▶ EXERCISE BRIEF:
Copy each line of the data that has "write" in it.

[Opening SUPPLIED MATERIAL section]

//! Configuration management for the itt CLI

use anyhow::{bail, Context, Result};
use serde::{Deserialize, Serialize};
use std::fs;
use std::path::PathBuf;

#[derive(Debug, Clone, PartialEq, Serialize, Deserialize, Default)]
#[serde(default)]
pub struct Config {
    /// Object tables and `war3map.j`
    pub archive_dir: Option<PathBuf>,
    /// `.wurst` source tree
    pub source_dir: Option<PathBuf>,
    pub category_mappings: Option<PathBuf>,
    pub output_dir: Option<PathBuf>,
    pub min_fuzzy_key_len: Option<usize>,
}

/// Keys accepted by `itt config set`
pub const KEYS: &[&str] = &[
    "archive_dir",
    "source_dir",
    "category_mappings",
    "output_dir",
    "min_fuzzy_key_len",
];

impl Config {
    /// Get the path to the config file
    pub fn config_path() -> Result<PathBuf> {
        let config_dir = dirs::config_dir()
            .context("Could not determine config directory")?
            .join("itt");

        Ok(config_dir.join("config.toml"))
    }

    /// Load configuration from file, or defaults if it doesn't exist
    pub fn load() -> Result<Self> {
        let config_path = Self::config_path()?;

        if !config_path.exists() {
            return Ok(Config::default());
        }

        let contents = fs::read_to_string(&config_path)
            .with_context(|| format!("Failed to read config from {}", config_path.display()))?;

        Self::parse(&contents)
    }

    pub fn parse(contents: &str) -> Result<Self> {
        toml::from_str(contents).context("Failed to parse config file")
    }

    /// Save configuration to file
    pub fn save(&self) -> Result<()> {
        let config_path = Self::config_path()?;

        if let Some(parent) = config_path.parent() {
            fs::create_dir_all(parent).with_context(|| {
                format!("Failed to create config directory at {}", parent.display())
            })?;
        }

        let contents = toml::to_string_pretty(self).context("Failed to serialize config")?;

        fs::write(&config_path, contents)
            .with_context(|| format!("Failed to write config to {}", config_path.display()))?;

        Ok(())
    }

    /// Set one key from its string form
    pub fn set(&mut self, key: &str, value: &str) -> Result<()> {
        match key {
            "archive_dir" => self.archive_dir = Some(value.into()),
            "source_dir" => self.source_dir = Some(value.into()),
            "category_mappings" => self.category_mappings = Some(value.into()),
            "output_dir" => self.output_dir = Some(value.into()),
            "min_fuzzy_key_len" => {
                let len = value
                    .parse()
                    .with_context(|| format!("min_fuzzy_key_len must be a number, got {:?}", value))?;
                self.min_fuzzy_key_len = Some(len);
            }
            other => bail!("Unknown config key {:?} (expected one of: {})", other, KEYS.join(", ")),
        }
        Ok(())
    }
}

[Closing SUPPLIED MATERIAL section]

▶ WRITTEN ANSWER:
        fs::write(&config_path, contents)
            .with_context(|| format!("Failed to write config to {}", config_path.display()))?;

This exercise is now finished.